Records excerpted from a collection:

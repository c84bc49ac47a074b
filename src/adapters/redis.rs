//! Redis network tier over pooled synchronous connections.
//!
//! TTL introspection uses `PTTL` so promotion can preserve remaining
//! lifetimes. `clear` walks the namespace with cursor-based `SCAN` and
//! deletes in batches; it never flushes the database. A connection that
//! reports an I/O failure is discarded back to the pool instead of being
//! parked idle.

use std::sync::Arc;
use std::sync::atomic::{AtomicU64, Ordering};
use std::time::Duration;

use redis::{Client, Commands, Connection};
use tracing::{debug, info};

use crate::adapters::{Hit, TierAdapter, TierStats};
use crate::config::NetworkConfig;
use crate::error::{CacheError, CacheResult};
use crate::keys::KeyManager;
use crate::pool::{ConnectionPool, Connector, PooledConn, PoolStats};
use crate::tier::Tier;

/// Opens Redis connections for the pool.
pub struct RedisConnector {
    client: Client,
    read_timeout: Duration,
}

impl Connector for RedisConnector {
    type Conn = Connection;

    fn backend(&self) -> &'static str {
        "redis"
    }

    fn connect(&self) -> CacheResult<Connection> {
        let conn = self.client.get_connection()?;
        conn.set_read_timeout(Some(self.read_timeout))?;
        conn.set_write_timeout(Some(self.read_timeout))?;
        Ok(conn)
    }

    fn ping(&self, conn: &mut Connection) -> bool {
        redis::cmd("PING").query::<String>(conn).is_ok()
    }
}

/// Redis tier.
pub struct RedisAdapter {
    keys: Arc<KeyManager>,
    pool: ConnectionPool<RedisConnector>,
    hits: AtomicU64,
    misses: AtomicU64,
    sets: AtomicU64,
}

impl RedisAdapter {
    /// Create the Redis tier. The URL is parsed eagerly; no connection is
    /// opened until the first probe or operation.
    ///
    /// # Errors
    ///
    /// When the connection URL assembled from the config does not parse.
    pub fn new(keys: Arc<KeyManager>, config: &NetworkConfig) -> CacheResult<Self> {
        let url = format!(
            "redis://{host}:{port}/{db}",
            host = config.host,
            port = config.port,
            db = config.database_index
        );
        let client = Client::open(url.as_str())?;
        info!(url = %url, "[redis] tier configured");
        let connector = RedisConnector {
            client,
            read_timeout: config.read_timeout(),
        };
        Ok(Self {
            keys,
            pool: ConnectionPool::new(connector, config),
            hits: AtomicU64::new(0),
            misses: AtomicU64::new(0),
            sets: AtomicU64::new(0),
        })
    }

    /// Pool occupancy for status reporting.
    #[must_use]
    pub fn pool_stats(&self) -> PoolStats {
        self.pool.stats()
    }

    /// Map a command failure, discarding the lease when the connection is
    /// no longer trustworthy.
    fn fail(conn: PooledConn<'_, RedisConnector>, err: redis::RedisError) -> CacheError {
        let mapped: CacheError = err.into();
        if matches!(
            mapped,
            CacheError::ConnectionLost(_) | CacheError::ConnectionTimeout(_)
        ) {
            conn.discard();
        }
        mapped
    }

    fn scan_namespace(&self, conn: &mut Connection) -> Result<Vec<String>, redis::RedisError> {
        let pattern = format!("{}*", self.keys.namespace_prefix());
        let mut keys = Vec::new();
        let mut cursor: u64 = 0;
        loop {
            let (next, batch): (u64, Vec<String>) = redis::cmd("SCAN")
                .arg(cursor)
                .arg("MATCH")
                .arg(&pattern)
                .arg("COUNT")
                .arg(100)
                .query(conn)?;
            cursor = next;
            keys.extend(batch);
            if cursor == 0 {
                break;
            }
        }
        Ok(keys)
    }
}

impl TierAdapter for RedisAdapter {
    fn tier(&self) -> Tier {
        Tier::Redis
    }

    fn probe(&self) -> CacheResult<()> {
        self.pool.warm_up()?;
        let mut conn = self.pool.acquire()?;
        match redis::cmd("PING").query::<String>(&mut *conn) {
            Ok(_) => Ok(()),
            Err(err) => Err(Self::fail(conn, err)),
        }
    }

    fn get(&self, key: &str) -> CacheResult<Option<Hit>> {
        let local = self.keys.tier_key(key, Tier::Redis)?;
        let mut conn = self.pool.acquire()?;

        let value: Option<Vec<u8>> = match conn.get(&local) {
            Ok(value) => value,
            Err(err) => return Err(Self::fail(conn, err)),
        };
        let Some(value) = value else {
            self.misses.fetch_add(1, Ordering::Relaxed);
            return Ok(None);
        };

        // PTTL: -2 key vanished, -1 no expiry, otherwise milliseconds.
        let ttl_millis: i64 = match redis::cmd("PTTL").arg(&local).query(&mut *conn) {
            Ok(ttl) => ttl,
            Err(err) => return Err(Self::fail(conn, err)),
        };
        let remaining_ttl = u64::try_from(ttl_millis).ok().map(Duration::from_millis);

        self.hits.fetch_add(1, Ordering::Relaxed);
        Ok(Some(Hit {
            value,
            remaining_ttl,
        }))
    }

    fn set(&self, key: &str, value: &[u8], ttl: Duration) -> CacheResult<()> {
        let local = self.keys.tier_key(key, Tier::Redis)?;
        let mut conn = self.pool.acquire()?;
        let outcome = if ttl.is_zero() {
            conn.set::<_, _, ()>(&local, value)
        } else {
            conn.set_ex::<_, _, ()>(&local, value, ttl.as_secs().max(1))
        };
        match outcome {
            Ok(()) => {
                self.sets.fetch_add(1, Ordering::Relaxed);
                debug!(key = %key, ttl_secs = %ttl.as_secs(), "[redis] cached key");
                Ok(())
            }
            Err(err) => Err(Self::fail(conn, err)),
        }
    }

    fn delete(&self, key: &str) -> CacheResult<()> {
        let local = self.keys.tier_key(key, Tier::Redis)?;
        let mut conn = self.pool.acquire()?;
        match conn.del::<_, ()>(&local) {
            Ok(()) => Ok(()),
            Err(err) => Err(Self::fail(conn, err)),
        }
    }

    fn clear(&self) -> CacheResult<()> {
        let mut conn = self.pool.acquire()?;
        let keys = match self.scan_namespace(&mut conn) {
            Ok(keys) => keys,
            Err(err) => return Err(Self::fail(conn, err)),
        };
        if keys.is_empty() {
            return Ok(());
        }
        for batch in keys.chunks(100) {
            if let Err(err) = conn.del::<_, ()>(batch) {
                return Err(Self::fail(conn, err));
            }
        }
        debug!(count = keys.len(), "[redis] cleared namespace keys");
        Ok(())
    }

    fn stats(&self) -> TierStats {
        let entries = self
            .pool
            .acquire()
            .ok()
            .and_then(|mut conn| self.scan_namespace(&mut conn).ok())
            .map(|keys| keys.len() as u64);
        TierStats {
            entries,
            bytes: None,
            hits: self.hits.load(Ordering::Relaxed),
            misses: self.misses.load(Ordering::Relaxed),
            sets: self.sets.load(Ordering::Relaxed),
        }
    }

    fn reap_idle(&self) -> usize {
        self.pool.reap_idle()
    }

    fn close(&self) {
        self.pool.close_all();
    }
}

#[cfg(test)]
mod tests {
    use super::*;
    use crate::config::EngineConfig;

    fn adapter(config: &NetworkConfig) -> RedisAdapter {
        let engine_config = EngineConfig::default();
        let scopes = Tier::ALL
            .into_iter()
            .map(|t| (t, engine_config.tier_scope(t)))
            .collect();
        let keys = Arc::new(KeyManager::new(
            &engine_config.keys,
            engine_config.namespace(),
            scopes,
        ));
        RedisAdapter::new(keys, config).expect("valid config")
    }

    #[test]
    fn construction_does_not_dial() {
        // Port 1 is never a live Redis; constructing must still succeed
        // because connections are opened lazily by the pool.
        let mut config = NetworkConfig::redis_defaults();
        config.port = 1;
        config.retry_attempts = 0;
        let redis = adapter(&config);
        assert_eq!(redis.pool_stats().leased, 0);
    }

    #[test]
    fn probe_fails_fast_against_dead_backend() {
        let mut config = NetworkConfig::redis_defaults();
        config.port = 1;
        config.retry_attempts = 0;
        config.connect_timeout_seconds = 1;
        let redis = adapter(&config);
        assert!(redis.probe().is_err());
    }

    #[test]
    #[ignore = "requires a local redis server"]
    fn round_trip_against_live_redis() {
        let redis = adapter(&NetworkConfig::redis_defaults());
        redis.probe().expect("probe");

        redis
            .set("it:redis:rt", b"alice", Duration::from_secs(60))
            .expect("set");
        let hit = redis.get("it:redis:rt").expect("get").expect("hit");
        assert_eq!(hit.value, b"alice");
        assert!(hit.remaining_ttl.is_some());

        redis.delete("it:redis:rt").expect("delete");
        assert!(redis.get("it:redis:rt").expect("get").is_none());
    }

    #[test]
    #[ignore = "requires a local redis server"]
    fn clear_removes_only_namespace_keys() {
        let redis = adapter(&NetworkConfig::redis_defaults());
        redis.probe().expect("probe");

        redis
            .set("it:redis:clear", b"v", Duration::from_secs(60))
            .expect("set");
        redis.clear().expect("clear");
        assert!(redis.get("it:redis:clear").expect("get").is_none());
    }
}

**Exercise**
From the records above, copy each line where the word "adapters" can be found.

**Problem solution**
filename src/adapters/redis.rs
use crate::adapters::{Hit, TierAdapter, TierStats};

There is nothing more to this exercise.